• PROMPT:
The answer must consist of every line from the entries below that contains the word "glucose".

━━ INPUT DATA

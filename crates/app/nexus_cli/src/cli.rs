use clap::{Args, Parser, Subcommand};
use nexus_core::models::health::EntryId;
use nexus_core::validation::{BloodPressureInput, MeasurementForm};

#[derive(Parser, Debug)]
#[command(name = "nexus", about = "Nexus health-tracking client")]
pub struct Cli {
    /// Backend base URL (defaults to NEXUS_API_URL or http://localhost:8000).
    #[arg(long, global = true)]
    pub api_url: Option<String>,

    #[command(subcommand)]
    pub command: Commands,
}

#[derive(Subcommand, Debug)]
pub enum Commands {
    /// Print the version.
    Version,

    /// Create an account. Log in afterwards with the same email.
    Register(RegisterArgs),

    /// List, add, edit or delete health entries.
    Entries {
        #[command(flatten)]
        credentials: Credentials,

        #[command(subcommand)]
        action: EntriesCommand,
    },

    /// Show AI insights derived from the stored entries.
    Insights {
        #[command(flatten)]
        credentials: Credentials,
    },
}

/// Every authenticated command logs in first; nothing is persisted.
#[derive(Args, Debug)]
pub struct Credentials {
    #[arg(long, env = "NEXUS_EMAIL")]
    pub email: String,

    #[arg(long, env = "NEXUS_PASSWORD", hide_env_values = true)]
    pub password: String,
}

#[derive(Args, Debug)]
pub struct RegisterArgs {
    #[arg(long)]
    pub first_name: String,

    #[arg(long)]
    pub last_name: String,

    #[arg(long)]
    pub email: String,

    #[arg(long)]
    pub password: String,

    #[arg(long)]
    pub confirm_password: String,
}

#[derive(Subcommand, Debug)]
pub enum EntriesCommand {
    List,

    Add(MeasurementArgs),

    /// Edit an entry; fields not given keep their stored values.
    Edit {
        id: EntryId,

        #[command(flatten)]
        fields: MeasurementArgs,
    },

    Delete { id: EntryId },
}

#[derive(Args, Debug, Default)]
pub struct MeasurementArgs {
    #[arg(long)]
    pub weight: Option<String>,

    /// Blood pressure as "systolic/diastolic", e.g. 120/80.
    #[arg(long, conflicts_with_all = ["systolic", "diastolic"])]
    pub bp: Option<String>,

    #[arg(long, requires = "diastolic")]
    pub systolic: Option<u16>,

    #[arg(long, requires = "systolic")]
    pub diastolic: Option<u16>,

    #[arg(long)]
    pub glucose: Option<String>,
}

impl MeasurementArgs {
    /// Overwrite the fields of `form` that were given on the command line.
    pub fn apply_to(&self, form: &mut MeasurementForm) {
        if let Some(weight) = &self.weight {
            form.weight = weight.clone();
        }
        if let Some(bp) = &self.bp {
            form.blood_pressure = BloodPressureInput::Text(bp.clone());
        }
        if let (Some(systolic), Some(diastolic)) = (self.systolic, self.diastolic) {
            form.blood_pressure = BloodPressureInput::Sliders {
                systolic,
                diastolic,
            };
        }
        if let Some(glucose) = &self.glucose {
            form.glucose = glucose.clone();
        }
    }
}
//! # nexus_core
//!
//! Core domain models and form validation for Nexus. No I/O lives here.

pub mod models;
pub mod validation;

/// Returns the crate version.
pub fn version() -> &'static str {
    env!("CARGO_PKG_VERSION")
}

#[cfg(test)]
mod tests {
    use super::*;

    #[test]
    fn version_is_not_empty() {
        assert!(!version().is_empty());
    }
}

━━━━
━━ INPUT DATA

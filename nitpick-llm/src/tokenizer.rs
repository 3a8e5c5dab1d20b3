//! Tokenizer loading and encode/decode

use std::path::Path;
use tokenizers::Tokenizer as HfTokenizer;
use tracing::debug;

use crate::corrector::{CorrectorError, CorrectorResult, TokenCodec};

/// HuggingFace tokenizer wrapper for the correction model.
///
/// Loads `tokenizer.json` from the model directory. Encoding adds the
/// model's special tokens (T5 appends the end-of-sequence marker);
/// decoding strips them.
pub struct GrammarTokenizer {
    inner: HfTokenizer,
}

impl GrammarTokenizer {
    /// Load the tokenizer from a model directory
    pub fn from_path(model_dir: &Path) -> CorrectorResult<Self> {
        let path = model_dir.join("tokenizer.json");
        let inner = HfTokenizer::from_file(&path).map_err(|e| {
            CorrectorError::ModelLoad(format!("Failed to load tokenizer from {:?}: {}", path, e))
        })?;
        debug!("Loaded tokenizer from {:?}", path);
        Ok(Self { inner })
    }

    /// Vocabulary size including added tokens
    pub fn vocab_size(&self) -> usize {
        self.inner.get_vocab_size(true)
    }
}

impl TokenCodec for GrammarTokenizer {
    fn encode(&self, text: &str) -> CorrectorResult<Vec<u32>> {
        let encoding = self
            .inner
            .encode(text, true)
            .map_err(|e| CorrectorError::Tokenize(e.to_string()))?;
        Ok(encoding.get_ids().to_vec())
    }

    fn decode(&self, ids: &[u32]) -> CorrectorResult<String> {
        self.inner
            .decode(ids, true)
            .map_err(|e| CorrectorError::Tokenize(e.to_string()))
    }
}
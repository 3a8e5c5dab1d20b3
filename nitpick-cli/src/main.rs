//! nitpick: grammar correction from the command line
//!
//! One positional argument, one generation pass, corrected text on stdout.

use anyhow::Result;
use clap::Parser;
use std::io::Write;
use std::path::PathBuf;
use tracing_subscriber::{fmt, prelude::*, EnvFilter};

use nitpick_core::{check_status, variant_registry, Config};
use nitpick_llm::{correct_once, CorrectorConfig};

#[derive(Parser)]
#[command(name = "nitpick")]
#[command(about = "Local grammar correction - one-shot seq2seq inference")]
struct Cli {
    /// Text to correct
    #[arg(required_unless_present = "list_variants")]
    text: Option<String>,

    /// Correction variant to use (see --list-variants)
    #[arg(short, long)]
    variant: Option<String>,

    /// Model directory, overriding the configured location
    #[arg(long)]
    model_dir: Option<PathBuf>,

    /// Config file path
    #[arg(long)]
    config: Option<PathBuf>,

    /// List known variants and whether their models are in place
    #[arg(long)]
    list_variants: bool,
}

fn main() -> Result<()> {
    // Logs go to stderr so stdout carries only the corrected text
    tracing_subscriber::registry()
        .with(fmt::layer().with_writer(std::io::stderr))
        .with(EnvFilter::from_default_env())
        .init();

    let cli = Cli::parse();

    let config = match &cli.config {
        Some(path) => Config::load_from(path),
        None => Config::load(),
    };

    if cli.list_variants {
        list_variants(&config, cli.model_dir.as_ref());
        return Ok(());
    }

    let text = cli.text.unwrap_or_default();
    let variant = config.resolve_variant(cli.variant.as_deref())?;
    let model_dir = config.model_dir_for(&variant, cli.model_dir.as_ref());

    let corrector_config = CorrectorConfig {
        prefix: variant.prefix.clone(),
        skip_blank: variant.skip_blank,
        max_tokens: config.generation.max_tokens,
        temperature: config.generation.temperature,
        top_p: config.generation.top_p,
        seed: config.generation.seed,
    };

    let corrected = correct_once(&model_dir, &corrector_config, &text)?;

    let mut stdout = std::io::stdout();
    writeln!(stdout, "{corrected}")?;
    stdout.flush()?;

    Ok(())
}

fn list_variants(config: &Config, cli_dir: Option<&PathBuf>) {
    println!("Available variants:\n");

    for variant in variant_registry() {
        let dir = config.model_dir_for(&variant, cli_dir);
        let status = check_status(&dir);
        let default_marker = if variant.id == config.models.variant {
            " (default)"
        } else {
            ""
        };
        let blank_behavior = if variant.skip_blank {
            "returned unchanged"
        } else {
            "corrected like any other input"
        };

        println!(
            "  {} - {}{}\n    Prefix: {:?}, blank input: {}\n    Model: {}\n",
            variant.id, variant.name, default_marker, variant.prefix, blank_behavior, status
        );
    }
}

━━━━

• EXERCISE OUTPUT:
    pub glucose: Option<String>,
        if let Some(glucose) = &self.glucose {
            form.glucose = glucose.clone();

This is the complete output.